▸ **ASSIGNED TASK**
Give back, word for word, the lines in the listing below from the one holding "let index = if" down to the one holding "let min_len = max_present.map(|i|", both ends included.

▸ **PROVIDED MATERIAL**
• • •
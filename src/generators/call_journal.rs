//! spec.md §4.10b — `CallJournalGenerator`: the running tally of calls made
//! so far in the current frame.

use std::fmt;

use rand::{Rng, RngCore};

use crate::error::GenerateError;
use crate::solver::RangeSolver;
use crate::state::CallJournal;

#[derive(Debug, Clone, Default)]
pub struct CallJournalGenerator {
    call_count: RangeSolver<u64>,
    last_call_succeeded: Option<bool>,
}

impl CallJournalGenerator {
    pub fn new() -> Self {
        Self::default()
    }

    pub fn add_call_count_min(&mut self, min: u64) {
        self.call_count.add_lower_boundary(min);
    }

    pub fn add_call_count_max(&mut self, max: u64) {
        self.call_count.add_upper_boundary(max);
    }

    pub fn set_last_call_succeeded(&mut self, succeeded: bool) {
        self.last_call_succeeded = Some(succeeded);
    }

    pub fn generate(&self, rng: &mut dyn RngCore) -> Result<CallJournal, GenerateError> {
        let call_count = self.call_count.generate(rng)? as u32;
        let last_call_succeeded = if call_count == 0 {
            false
        } else {
            self.last_call_succeeded.unwrap_or_else(|| rng.gen_bool(0.5))
        };
        Ok(CallJournal { call_count, last_call_succeeded })
    }

    pub fn clone_store(&self) -> Self {
        self.clone()
    }

    pub fn restore(&mut self, other: &Self) {
        *self = other.clone();
    }
}

impl fmt::Display for CallJournalGenerator {
    fn fmt(&self, f: &mut fmt::Formatter<'_>) -> fmt::Result {
        write!(f, "callCount: {}", self.call_count)?;
        if let Some(s) = self.last_call_succeeded {
            write!(f, ",lastCallSucceeded={s}")?;
        }
        Ok(())
    }
}

#[cfg(test)]
mod tests {
    use super::*;
    use rand::{rngs::StdRng, SeedableRng};

    #[test]
    fn zero_call_count_forces_last_call_not_succeeded() {
        let mut g = CallJournalGenerator::new();
        g.add_call_count_min(0);
        g.add_call_count_max(0);
        let mut rng = StdRng::seed_from_u64(1);
        let journal = g.generate(&mut rng).unwrap();
        assert_eq!(journal.call_count, 0);
        assert!(!journal.last_call_succeeded);
    }
}
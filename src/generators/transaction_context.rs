//! spec.md §4.10c — `TransactionContextGenerator`.

use std::collections::{BTreeMap, BTreeSet};
use std::fmt;

use primitive_types::U256;
use rand::{Rng, RngCore};

use crate::error::{GenerateError, UnsatisfiableReason};
use crate::evm::{Address, Hash};
use crate::rand_util::fresh_value;
use crate::solver::RangeSolver;
use crate::state::TransactionContext;
use crate::variable::{Assignment, Variable};

/// Default number of blob hashes when no presence/absence constraint
/// narrows the list length.
const DEFAULT_MAX_BLOB_HASHES: usize = 6;

#[derive(Debug, Clone, Copy, PartialEq, Eq)]
enum Presence {
    Present,
    Absent,
}

/// spec.md §4.10c: blob hash presence/absence is tracked per `Variable`,
/// the same shape `AccountsGenerator` uses for empty/non-empty — the
/// variable resolves to a concrete list index, and presence/absence then
/// constrains how long the generated `blobHashes` list must be.
#[derive(Debug, Clone, Default)]
pub struct TransactionContextGenerator {
    origin: Option<Address>,
    gas_price: RangeSolver<U256>,
    blob_hash_presence: BTreeMap<Variable, Presence>,
    unsatisfiable: bool,
}

impl TransactionContextGenerator {
    pub fn new() -> Self {
        Self::default()
    }

    pub fn set_origin(&mut self, origin: Address) {
        self.origin = Some(origin);
    }

    pub fn add_gas_price_min(&mut self, min: U256) {
        self.gas_price.add_lower_boundary(min);
    }

    pub fn add_gas_price_max(&mut self, max: U256) {
        self.gas_price.add_upper_boundary(max);
    }

    /// `index_var` resolves to a blob hash index that must exist.
    pub fn require_blob_hash_present(&mut self, index_var: Variable) {
        self.bind_presence(index_var, Presence::Present);
    }

    /// `index_var` resolves to a blob hash index that must not exist (the
    /// generated list is shorter than that index).
    pub fn require_blob_hash_absent(&mut self, index_var: Variable) {
        self.bind_presence(index_var, Presence::Absent);
    }

    fn bind_presence(&mut self, var: Variable, p: Presence) {
        match self.blob_hash_presence.get(&var) {
            Some(&existing) if existing != p => self.unsatisfiable = true,
            _ => {
                self.blob_hash_presence.insert(var, p);
            }
        }
    }

    pub fn generate(&self, assignment: &mut Assignment, rng: &mut dyn RngCore) -> Result<TransactionContext, GenerateError> {
        if self.unsatisfiable {
            return Err(UnsatisfiableReason::conflict(
                "transaction_context",
                "a blob hash index was bound both present and absent",
            )
            .into());
        }

        let origin = self.origin.unwrap_or_else(|| Address::random(rng));
        let gas_price = self.gas_price.generate(rng)?;

        let mut used_indices: BTreeSet<usize> = BTreeSet::new();
        let mut present_indices: BTreeSet<usize> = BTreeSet::new();
        let mut absent_indices: BTreeSet<usize> = BTreeSet::new();

        for (var, presence) in &self.blob_hash_presence {
            let index = if let Some(v) = assignment.get(var) {
                if v > U256::from(u64::MAX) {
                    return Err(UnsatisfiableReason::out_of_range(
                        "transaction_context",
                        format!("{var} is bound to {v:#x} which does not fit a blob hash index"),
                    )
                    .into());
                }
                v.as_u64() as usize
            } else {
                fresh_value(
                    rng,
                    |rng| rng.gen_range(0..DEFAULT_MAX_BLOB_HASHES),
                    |i| used_indices.contains(i),
                )?
            };
            if !assignment.bind(var.clone(), U256::from(index as u64)) {
                return Err(UnsatisfiableReason::conflict("transaction_context", format!("{var} already bound")).into());
            }
            used_indices.insert(index);
            match presence {
                Presence::Present => {
                    present_indices.insert(index);
                }
                Presence::Absent => {
                    absent_indices.insert(index);
                }
            }
        }

        let max_present = present_indices.iter().max().copied();
        let min_absent = absent_indices.iter().min().copied();
        if let (Some(mp), Some(ma)) = (max_present, min_absent) {
            if ma <= mp {
                return Err(UnsatisfiableReason::conflict(
                    "transaction_context",
                    format!("blob hash index {ma} is required both present (via index {mp}) and absent"),
                )
                .into());
            }
        }

        let min_len = max_present.map(|i| i + 1).unwrap_or(0);
        let max_len = min_absent.unwrap_or(DEFAULT_MAX_BLOB_HASHES.max(min_len));
        let len = rng.gen_range(min_len..=max_len);
        let blob_hashes = (0..len).map(|_| Hash::random(rng)).collect();

        Ok(TransactionContext { origin, gas_price, blob_hashes })
    }

    pub fn clone_store(&self) -> Self {
        self.clone()
    }

    pub fn restore(&mut self, other: &Self) {
        *self = other.clone();
    }
}

impl fmt::Display for TransactionContextGenerator {
    fn fmt(&self, f: &mut fmt::Formatter<'_>) -> fmt::Result {
        let mut parts = Vec::new();
        if let Some(o) = self.origin {
            parts.push(format!("origin={o}"));
        }
        parts.push(format!("gasPrice: {}", self.gas_price));
        for (v, p) in &self.blob_hash_presence {
            parts.push(format!("blobHash[{v}]={}", if *p == Presence::Present { "present" } else { "absent" }));
        }
        write!(f, "{}", parts.join(","))
    }
}

#[cfg(test)]
mod tests {
    use super::*;
    use rand::{rngs::StdRng, SeedableRng};

    #[test]
    fn required_present_index_is_covered_by_the_list() {
        let mut g = TransactionContextGenerator::new();
        let v = Variable::new("i");
        g.require_blob_hash_present(v.clone());
        let mut a = Assignment::new();
        assert!(a.bind(v.clone(), U256::from(2u64)));
        let mut rng = StdRng::seed_from_u64(1);
        let ctx = g.generate(&mut a, &mut rng).unwrap();
        assert!(ctx.blob_hashes.len() >= 3);
    }

    #[test]
    fn required_absent_index_is_not_covered_by_the_list() {
        let mut g = TransactionContextGenerator::new();
        let v = Variable::new("i");
        g.require_blob_hash_absent(v.clone());
        let mut a = Assignment::new();
        assert!(a.bind(v.clone(), U256::from(0u64)));
        let mut rng = StdRng::seed_from_u64(2);
        let ctx = g.generate(&mut a, &mut rng).unwrap();
        assert!(ctx.blob_hashes.is_empty());
    }

    #[test]
    fn present_and_absent_at_the_same_index_is_unsatisfiable() {
        let mut g = TransactionContextGenerator::new();
        g.require_blob_hash_present(Variable::new("p"));
        g.require_blob_hash_absent(Variable::new("a"));
        let mut ass = Assignment::new();
        assert!(ass.bind(Variable::new("p"), U256::from(3u64)));
        assert!(ass.bind(Variable::new("a"), U256::from(1u64)));
        let mut rng = StdRng::seed_from_u64(3);
        assert!(g.generate(&mut ass, &mut rng).is_err());
    }

    #[test]
    fn binding_the_same_variable_present_then_absent_is_unsatisfiable() {
        let mut g = TransactionContextGenerator::new();
        let v = Variable::new("i");
        g.require_blob_hash_present(v.clone());
        g.require_blob_hash_absent(v);
        let mut a = Assignment::new();
        let mut rng = StdRng::seed_from_u64(4);
        assert!(g.generate(&mut a, &mut rng).is_err());
    }

    #[test]
    fn unbound_index_variable_is_resolved_and_bound() {
        let mut g = TransactionContextGenerator::new();
        let v = Variable::new("i");
        g.require_blob_hash_present(v.clone());
        let mut a = Assignment::new();
        let mut rng = StdRng::seed_from_u64(5);
        let ctx = g.generate(&mut a, &mut rng).unwrap();
        let idx = a.get(&v).unwrap().as_u64() as usize;
        assert!(ctx.blob_hashes.len() > idx);
    }
}
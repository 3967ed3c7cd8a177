use thiserror::Error;

/// Handle for one Azure Computer Vision resource: the resource endpoint
/// (e.g. `https://myresource.cognitiveservices.azure.com/`) plus its
/// subscription key.
#[derive(Clone)]
pub struct VisionClient {
    pub(crate) endpoint: String,
    pub(crate) api_key: String,
}

impl VisionClient {
    pub fn new(endpoint: impl Into<String>, api_key: impl Into<String>) -> Self {
        Self {
            endpoint: endpoint.into(),
            api_key: api_key.into(),
        }
    }

    pub fn endpoint(&self) -> &str {
        &self.endpoint
    }

    pub fn api_key(&self) -> &str {
        &self.api_key
    }
}

#[derive(Debug, Error)]
pub enum VisionError {
    #[error("Rate limit exceeded.")]
    RateLimited,

    #[error("Vision API error: {status}")]
    Status { status: u16, body: String },

    #[error("Vision API request failed: {0}")]
    Transport(#[from] reqwest::Error),

    #[error("Failed to decode Vision API response JSON: {0}")]
    Decode(#[from] serde_json::Error),
}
• • •
▸ **ANSWER FOR THIS EXERCISE**
            let index = if let Some(v) = assignment.get(var) {
                if v > U256::from(u64::MAX) {
                    return Err(UnsatisfiableReason::out_of_range(
                        "transaction_context",
                        format!("{var} is bound to {v:#x} which does not fit a blob hash index"),
                    )
                    .into());
                }
                v.as_u64() as usize
            } else {
                fresh_value(
                    rng,
                    |rng| rng.gen_range(0..DEFAULT_MAX_BLOB_HASHES),
                    |i| used_indices.contains(i),
                )?
            };
            if !assignment.bind(var.clone(), U256::from(index as u64)) {
                return Err(UnsatisfiableReason::conflict("transaction_context", format!("{var} already bound")).into());
            }
            used_indices.insert(index);
            match presence {
                Presence::Present => {
                    present_indices.insert(index);
                }
                Presence::Absent => {
                    absent_indices.insert(index);
                }
            }
        }

        let max_present = present_indices.iter().max().copied();
        let min_absent = absent_indices.iter().min().copied();
        if let (Some(mp), Some(ma)) = (max_present, min_absent) {
            if ma <= mp {
                return Err(UnsatisfiableReason::conflict(
                    "transaction_context",
                    format!("blob hash index {ma} is required both present (via index {mp}) and absent"),
                )
                .into());
            }
        }

        let min_len = max_present.map(|i| i + 1).unwrap_or(0);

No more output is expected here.